### [Action item]
Report how many lines in the data below hold "FjallRouteStore", with no other words.
*****
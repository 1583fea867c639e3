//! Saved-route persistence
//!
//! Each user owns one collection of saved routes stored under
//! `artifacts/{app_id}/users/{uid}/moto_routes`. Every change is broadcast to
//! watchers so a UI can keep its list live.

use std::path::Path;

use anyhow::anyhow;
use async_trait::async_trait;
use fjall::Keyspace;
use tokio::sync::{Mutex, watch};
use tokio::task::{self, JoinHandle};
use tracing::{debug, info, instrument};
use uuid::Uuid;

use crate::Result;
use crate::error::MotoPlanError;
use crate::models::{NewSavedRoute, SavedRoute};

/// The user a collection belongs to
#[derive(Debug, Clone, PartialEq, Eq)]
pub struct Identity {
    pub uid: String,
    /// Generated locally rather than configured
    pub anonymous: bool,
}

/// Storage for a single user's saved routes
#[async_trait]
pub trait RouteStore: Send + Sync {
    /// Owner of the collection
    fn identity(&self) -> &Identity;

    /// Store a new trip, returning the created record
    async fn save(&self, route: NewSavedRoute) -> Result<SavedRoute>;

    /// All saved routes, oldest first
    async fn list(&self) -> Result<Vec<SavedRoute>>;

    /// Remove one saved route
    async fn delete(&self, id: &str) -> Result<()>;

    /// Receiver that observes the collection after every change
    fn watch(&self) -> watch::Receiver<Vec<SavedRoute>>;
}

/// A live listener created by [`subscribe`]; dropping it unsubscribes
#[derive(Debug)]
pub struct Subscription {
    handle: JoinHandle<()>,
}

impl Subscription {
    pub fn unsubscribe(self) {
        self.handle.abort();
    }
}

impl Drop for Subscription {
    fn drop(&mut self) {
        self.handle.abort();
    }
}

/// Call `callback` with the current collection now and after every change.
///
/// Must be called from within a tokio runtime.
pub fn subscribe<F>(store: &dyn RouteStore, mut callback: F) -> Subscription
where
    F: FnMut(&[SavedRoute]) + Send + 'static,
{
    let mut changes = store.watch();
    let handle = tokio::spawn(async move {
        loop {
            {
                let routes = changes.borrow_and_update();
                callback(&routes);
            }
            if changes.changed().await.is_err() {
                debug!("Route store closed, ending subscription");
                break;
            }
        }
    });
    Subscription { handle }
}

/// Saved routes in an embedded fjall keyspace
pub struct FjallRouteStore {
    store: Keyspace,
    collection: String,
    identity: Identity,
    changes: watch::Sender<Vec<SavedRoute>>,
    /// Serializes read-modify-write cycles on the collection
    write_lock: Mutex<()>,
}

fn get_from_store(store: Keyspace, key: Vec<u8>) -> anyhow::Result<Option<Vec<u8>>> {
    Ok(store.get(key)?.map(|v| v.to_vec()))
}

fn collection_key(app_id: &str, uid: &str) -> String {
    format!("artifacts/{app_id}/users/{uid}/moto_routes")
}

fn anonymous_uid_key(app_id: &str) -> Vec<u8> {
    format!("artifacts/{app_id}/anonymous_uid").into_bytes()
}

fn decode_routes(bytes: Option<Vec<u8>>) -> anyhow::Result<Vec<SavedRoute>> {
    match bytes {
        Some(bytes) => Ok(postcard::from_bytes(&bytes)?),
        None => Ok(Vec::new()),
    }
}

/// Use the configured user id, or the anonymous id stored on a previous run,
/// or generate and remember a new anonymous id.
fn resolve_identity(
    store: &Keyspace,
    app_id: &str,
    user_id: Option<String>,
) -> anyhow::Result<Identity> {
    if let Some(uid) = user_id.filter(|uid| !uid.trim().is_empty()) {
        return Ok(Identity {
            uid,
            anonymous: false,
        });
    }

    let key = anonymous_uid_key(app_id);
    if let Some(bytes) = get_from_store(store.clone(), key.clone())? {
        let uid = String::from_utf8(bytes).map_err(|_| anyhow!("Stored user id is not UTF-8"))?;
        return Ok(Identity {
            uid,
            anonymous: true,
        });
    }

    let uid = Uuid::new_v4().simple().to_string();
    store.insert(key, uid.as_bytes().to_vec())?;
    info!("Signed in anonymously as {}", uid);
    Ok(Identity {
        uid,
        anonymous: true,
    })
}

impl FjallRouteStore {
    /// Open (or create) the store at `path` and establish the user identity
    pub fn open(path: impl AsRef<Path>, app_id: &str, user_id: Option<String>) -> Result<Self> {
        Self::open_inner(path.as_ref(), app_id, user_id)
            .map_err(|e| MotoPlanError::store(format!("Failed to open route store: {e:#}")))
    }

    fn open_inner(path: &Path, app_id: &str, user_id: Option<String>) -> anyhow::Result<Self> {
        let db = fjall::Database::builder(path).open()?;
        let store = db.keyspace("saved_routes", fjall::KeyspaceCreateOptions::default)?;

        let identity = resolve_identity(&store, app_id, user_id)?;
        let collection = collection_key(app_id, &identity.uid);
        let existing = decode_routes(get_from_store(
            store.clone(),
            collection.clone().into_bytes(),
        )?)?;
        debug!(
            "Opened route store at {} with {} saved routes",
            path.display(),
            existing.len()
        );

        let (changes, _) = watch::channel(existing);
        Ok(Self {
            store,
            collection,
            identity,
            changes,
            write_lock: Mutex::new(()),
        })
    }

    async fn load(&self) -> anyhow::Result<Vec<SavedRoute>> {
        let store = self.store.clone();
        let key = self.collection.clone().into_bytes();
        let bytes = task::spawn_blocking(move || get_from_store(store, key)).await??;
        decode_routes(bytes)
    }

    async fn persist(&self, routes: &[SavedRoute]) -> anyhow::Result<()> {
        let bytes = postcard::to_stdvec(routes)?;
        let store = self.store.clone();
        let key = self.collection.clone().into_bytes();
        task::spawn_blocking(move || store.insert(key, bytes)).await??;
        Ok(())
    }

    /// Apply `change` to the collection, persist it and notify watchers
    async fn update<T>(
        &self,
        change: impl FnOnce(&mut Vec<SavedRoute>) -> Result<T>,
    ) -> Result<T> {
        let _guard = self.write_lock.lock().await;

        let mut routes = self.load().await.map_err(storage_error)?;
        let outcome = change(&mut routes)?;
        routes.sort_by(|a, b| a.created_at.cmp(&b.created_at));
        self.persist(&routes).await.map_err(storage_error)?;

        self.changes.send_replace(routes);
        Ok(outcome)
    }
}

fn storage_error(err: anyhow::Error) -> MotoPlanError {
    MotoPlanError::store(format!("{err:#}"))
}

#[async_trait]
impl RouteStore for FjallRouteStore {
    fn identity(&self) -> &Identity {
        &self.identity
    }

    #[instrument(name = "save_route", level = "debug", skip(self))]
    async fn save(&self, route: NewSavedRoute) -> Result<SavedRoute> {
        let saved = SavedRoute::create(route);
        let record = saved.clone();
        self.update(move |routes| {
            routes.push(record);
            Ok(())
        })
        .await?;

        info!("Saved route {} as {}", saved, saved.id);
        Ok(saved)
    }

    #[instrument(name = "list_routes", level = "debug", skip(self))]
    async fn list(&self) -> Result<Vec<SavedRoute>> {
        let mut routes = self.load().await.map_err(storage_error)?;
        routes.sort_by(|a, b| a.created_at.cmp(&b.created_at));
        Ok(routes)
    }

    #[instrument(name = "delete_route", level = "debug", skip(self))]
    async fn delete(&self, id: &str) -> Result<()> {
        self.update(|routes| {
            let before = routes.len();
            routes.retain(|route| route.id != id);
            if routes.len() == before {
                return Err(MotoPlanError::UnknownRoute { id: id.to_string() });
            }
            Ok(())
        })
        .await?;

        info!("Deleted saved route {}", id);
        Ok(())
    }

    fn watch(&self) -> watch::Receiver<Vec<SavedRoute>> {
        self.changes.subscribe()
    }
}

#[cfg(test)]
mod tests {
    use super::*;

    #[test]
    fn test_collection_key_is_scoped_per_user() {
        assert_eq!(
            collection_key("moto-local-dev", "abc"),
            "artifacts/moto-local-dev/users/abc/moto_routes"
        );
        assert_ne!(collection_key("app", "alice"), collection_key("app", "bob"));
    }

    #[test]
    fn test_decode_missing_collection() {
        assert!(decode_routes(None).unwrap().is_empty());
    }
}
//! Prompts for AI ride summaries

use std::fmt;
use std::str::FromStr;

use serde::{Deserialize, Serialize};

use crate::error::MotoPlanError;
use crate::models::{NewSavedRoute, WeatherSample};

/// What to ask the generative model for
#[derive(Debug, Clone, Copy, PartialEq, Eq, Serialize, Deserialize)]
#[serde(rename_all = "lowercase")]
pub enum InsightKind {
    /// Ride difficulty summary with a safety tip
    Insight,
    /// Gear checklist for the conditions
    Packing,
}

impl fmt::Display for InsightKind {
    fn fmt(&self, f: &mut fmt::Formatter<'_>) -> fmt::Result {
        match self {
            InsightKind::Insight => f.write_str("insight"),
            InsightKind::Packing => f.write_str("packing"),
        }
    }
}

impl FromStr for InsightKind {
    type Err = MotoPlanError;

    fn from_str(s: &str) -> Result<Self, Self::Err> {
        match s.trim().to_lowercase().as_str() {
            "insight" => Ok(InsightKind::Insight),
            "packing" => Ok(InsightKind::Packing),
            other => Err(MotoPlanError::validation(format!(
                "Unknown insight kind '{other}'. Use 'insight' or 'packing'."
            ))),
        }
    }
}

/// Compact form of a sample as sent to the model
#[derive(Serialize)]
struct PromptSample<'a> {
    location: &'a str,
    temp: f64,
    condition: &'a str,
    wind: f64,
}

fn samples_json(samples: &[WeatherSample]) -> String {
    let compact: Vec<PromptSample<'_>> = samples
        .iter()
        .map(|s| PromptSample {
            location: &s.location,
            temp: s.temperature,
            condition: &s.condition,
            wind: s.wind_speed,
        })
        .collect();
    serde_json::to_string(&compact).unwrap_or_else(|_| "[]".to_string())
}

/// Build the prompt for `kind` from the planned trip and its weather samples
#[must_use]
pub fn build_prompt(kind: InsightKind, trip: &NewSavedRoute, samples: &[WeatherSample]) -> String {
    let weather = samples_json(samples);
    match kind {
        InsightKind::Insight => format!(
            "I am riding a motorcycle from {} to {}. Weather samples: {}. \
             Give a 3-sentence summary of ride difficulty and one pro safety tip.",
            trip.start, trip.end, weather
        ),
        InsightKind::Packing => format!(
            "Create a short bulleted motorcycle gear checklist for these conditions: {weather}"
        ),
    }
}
*****
### [Answer to this task]
3